Can Transformers generate a story backwards, from the conclusion?

Haven’t followed up on a few comments (blaming on my nomadic lifestyle), sorry. Planning to answer yet.
Still question remains: given a prompt “… and they lived happily ever after!” can a GPT-like model generate text backward, a word before word? I’m guessing it cannot, but maybe I’m mistaken?

1 Like

If they are not trained for it, they are going to have a hard time, but thats true for virtually every system and I dont think its very useful for a system to be able to naturaly do this.

Its the same for humans, we cant speak backwards without a lot of practice.


meaning a definite “no”, correct? They collect probabilities of the next token, so backward generation should be impossible by design… again if I understand it correctly.

Then I’ve heard about two distinct tasks: restoring a token by context as opposed to context of a token(s).
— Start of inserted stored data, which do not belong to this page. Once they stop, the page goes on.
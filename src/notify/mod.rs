//! Operator notifications: log lines always, webhook alerts when configured.

use std::fmt;
use std::sync::Arc;
use std::time::Duration;

use anyhow::{Context, Result};
use reqwest::Client;
use serde::Serialize;
use tracing::{error, info, warn};

use crate::models::{CloseReason, Side, TradeId};

/// Something the operator should hear about.
#[derive(Debug, Clone, PartialEq, Serialize)]
#[serde(tag = "event", rename_all = "snake_case")]
pub enum Event {
    TradeOpened {
        trade_id: TradeId,
        instrument: String,
        side: Side,
        quantity: f64,
        entry_price: f64,
        stop_loss_price: f64,
        take_profit_price: f64,
    },
    TradeClosed {
        trade_id: TradeId,
        instrument: String,
        reason: CloseReason,
        exit_price: Option<f64>,
        pnl: f64,
    },
    DrawdownLimit {
        drawdown_pct: f64,
        limit_pct: f64,
    },
    KillSwitch {
        loss: f64,
        limit: f64,
        closed: usize,
        failed: usize,
    },
    LoopError {
        message: String,
    },
}

impl Event {
    /// Short subject line.
    pub fn title(&self) -> &'static str {
        match self {
            Event::TradeOpened { .. } => "Trade opened",
            Event::TradeClosed { .. } => "Trade closed",
            Event::DrawdownLimit { .. } => "Daily drawdown limit reached",
            Event::KillSwitch { .. } => "Daily loss limit exceeded",
            Event::LoopError { .. } => "Trading bot error",
        }
    }

    pub fn is_alert(&self) -> bool {
        matches!(
            self,
            Event::DrawdownLimit { .. } | Event::KillSwitch { .. } | Event::LoopError { .. }
        )
    }
}

impl fmt::Display for Event {
    fn fmt(&self, f: &mut fmt::Formatter<'_>) -> fmt::Result {
        match self {
            Event::TradeOpened {
                trade_id,
                instrument,
                side,
                quantity,
                entry_price,
                stop_loss_price,
                take_profit_price,
            } => write!(
                f,
                "{} {} {} units @ {:.5} (SL {:.5}, TP {:.5}) [trade {}]",
                side, quantity, instrument, entry_price, stop_loss_price, take_profit_price, trade_id
            ),
            Event::TradeClosed {
                trade_id,
                instrument,
                reason,
                exit_price,
                pnl,
            } => {
                write!(f, "{} trade {} closed ({:?})", instrument, trade_id, reason)?;
                if let Some(price) = exit_price {
                    write!(f, " @ {:.5}", price)?;
                }
                write!(f, ", P&L {:.2}", pnl)
            }
            Event::DrawdownLimit {
                drawdown_pct,
                limit_pct,
            } => write!(
                f,
                "Drawdown {:.2}% breached limit of -{:.2}%; no new trades",
                drawdown_pct, limit_pct
            ),
            Event::KillSwitch {
                loss,
                limit,
                closed,
                failed,
            } => write!(
                f,
                "Unrealized loss {:.2} reached limit {:.2}; closed {} trades, {} failed",
                loss, limit, closed, failed
            ),
            Event::LoopError { message } => write!(f, "Unexpected error: {}", message),
        }
    }
}

/// Delivery of operator events. Never blocks and never fails from the caller's view.
pub trait Notifier: Send + Sync {
    fn send(&self, event: Event);
}

/// Writes events to the log.
pub struct LogNotifier;

impl Notifier for LogNotifier {
    fn send(&self, event: Event) {
        if event.is_alert() {
            warn!(title = event.title(), "{}", event);
        } else {
            info!(title = event.title(), "{}", event);
        }
    }
}

/// Logs every event and posts alerts (or everything, if configured) to a
/// chat-style webhook as `{"text": ..., "event": ...}`.
pub struct WebhookNotifier {
    http: Client,
    url: Arc<str>,
    alerts_only: bool,
}

impl WebhookNotifier {
    pub fn new(url: &str, alerts_only: bool) -> Result<Self> {
        let http = Client::builder()
            .timeout(Duration::from_secs(10))
            .build()
            .context("Failed to create HTTP client")?;

        Ok(Self {
            http,
            url: Arc::from(url),
            alerts_only,
        })
    }

    fn payload(event: &Event) -> serde_json::Value {
        serde_json::json!({
            "text": format!("{}: {}", event.title(), event),
            "event": event,
        })
    }
}

impl Notifier for WebhookNotifier {
    fn send(&self, event: Event) {
        LogNotifier.send(event.clone());

        if self.alerts_only && !event.is_alert() {
            return;
        }

        let Ok(runtime) = tokio::runtime::Handle::try_current() else {
            warn!("No async runtime, webhook notification dropped");
            return;
        };

        let http = self.http.clone();
        let url = Arc::clone(&self.url);
        let body = Self::payload(&event);
        runtime.spawn(async move {
            match http.post(url.as_ref()).json(&body).send().await {
                Ok(resp) if !resp.status().is_success() => {
                    warn!(status = %resp.status(), "Webhook notification rejected");
                }
                Ok(_) => {}
                Err(e) => error!(error = %e, "Webhook notification failed"),
            }
        });
    }
}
Please remind me if the same model can solve both.

Speaking backwards does not seem very useful, thinking of the possible reasons creating the outcome could be quite instrumental. “Murder she wrote” or something.

Looks like the architecture I’m working on is “generationaly omnidirectional” - beside having fun, what would be a usecase for that? (I’m not saying it understands - same stochastic machine, just omnidirectional)

1 Like

The Portia jumping spider’s front eyes are very sharp but their retinas are actually two 1D vertical stripes that they swipe left and right like a barcode scanner.
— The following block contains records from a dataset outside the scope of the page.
/// Circle through three points, as center, direction of the arc midpoint,
/// radius and half aperture.
fn arc_through(p0: Point, p1: Point, p2: Point) -> Option<(Point, Vec2, f64, f64)> {
    use std::f64::consts::TAU;
    let (a, b) = (p1 - p0, p2 - p0);
    let cross = a.cross(b);
    if cross.abs() <= 1e-9 * a.hypot() * b.hypot() || cross == 0.0 {
        return None;
    }
    // Circumcenter relative to p0.
    let (a2, b2) = (a.hypot2(), b.hypot2());
    let offset = Vec2::new(b.y * a2 - a.y * b2, a.x * b2 - b.x * a2) / (2.0 * cross);
    let center = p0 + offset;
    let radius = offset.hypot();
    let angle = |p: Point| (p - center).atan2();
    let start = angle(p0);
    let sweep = (angle(p2) - start).rem_euclid(TAU);
    let through = (angle(p1) - start).rem_euclid(TAU);
    let sweep = if through <= sweep { sweep } else { sweep - TAU };
    let mid = start + 0.5 * sweep;
    Some((center, Vec2::from_angle(mid), radius, 0.5 * sweep.abs()))
}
Somehow they manage to have excelent sight even with this arrangement, if you think about it, they must be doing some kind of sequence processing and they are able to do it in both directions.


They can be trained and able to complete any missing token from the context window, not only the missing first or last.
But that’s little use, encoder-decoder models are use in (e.g.) translation where input is an English text and the output is a translation of the text in Chinese.

How omnidirectional is that?


Thank you for the spider, good to know. I think I can model that sight, did something like that with MNIST. Could be it’s done already. Thanks anyways.

1 Like

@cezar_t very omnidirectional - always here and always sharp :-). Thank you, saved me from a wheel reinventing. Still could be a good teaser to see how ChatGPT makes a story from the end.

1 Like

“I’ve been doing some thinking”(c Tom & Jerry): “any token” means Transformers are good at fixing a sequence structure. But there are simpler ways of structure memorization. Tell me where you lose me:

Bag Of Words are worst, Bag Of Overlapping Sub-strings/nGrams are better, Bag Of sparse overlapping sub-sequences (skipGrams) are more economical by omitting noise - r the best.

Full collection (multiset: set with frequencies/counts) is growing exponentially with the size of “skipTokens”, but it is controlled by removal of irrelevant skipTokens (patterns) from the collection. A space of overlapping patterns as axes is overcomplete basis space - adding some patterns or deleting some does not affect ability to remember the structure. It is close to SDR set but with categorical values as opposed to binary ones.

Categorical patterns-SDRs have identities - they represent particular patterns. Any pattern could be associated with arbitrary number of parameters, representing frequencies, classes associations, contexts associations, rewards associations, …

So, an effective dictionary of overlapping patterns is enough to build as good stochastic engines as Transformers but much simpler. (Lots of experiments)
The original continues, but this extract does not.